Evoolution Blog
Tuesday, August 19, 2014

It’s our favourite time of year – tomato season! Like clockwork, we have been picking up a bunch or two every week, intended for sauce, sandwiches and salads. We say intended, because, well, you know how we feel about tomatoes.

To keep from eating the whole lot sliced and simply dressed with olive oil and salt (not that there’s anything wrong with that), we combed our favourite websites and blogs for some tomato inspiration. It turns out that exercising a little restraint results in a gleaming, ruby-red treasure trove of recipe ideas – the best use for delayed gratification we’ve found yet. 
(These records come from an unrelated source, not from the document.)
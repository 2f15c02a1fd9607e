use crossterm::event::{poll, read, Event, KeyCode, KeyModifiers};
use crossterm::terminal;
use log::warn;
use std::collections::HashMap;
use std::io;
use std::time::{Duration, Instant};

use crate::machine::KEY_COUNT;

/// physical keys for the sixteen pad keys, in pad order: the 1234 / qwer /
/// asdf / zxcv block of a qwerty keyboard
const KEYMAP: [(char, u8); KEY_COUNT] = [
    ('1', 0x0),
    ('2', 0x1),
    ('3', 0x2),
    ('4', 0x3),
    ('q', 0x4),
    ('w', 0x5),
    ('e', 0x6),
    ('r', 0x7),
    ('a', 0x8),
    ('s', 0x9),
    ('d', 0xa),
    ('f', 0xb),
    ('z', 0xc),
    ('x', 0xd),
    ('c', 0xe),
    ('v', 0xf),
];

/// how long a keypress counts as held. Terminals only report presses, never
/// releases, so each key decays after this window instead
const KEY_HOLD: Duration = Duration::from_millis(150);

/// a snapshot of the pad, plus whether the user asked to quit
#[derive(Debug, Clone, Copy, Default)]
pub struct InputState {
    pub keys: [bool; KEY_COUNT],
    pub quit: bool,
}

/// reads keypresses between cycles
pub trait Input {
    /// fresh snapshot of the sixteen-key latch
    fn poll(&mut self) -> Result<InputState, io::Error>;
}

/// crossterm has its own error enum; flatten it back onto std io
fn to_io(e: crossterm::ErrorKind) -> io::Error {
    io::Error::new(io::ErrorKind::Other, e)
}

/// Input backed by crossterm's event stream. Puts the terminal in raw mode
/// for the lifetime of the value. Esc or ctrl-c turn into a quit request
/// rather than keypresses.
pub struct TermInput {
    pressed_at: [Option<Instant>; KEY_COUNT],
    keymap: HashMap<char, u8>,
}

impl TermInput {
    pub fn new() -> Result<TermInput, io::Error> {
        terminal::enable_raw_mode().map_err(to_io)?;
        Ok(TermInput {
            pressed_at: [None; KEY_COUNT],
            keymap: HashMap::from(KEYMAP),
        })
    }

    /// drain every pending terminal event without blocking; true means the
    /// user asked to quit
    fn read_events(&mut self) -> Result<bool, io::Error> {
        let mut quit = false;
        while poll(Duration::from_millis(0)).map_err(to_io)? {
            match read().map_err(to_io)? {
                Event::Key(evt) => {
                    if evt.code == KeyCode::Esc
                        || (evt.code == KeyCode::Char('c')
                            && evt.modifiers.contains(KeyModifiers::CONTROL))
                    {
                        quit = true;
                    } else if let KeyCode::Char(key) = evt.code {
                        match self.keymap.get(&key) {
                            Some(&mapped) => self.pressed_at[mapped as usize] = Some(Instant::now()),
                            None => warn!("can't map {:?} to a pad key", key),
                        }
                    }
                }
                _ => {} // resize and mouse events don't concern the pad
            }
        }
        Ok(quit)
    }
}

impl Drop for TermInput {
    fn drop(&mut self) {
        // put the terminal back even when the run ends in an error
        let _ = terminal::disable_raw_mode();
    }
}

impl Input for TermInput {
    fn poll(&mut self) -> Result<InputState, io::Error> {
        let quit = self.read_events()?;
        let mut state = InputState {
            keys: [false; KEY_COUNT],
            quit,
        };
        for (key, stamp) in state.keys.iter_mut().zip(self.pressed_at.iter_mut()) {
            match stamp {
                Some(t) if t.elapsed() < KEY_HOLD => *key = true,
                Some(_) => *stamp = None,
                None => {}
            }
        }
        Ok(state)
    }
}

/// dummy Input implementation for testing: a fixed set of held keys, and
/// optionally a quit request after so many polls
pub struct DummyInput {
    state: InputState,
    polls_left: Option<usize>,
}

impl DummyInput {
    pub fn new(down: &[u8]) -> Self {
        let mut state = InputState::default();
        for &key in down {
            state.keys[key as usize] = true;
        }
        DummyInput {
            state,
            polls_left: None,
        }
    }

    /// report a quit on the nth poll
    pub fn quit_after(polls: usize) -> Self {
        DummyInput {
            state: InputState::default(),
            polls_left: Some(polls),
        }
    }
}

impl Input for DummyInput {
    fn poll(&mut self) -> Result<InputState, io::Error> {
        let mut state = self.state;
        if let Some(left) = &mut self.polls_left {
            *left = left.saturating_sub(1);
            state.quit = *left == 0;
        }
        Ok(state)
    }
}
A tomato sandwich is ideal late-summer fare, and these recipes have convinced us that you can improve on perfection. Clockwise, from top left:

1. Roasted Tomatoes and Onions on Toast  
2. Summer Tomato Tartines with Garlic Confit
3. Tomato Sandwich with Anchovy Aioli 
4. Pan con tomate

Jams and sauces are a little more involved, but if you’re into canning, they have the added bonus of keeping you company through the winter. Clockwise, from top left:

1. Sweet Tomato Jam
2. Tomato Sauce with Onion and Butter 
3. Roasted Tomato Jam 
4. Tomato Anchovy Sauce

Happy tomato season! (We’re thinking of printing out cards next year.)

Thursday, July 24, 2014

This is the sixth part in a series. If you've missed them, click for parts 1, 2, 3, 4 and 5

Our last staff meeting was the largest one yet, with us having two new stores under our belt this summer! Colin, as winner of the last round, was the judge, and the theme was “30 Minute Dishes”. It was an impressive showing all around, proving that great food doesn’t have to take all day to prepare!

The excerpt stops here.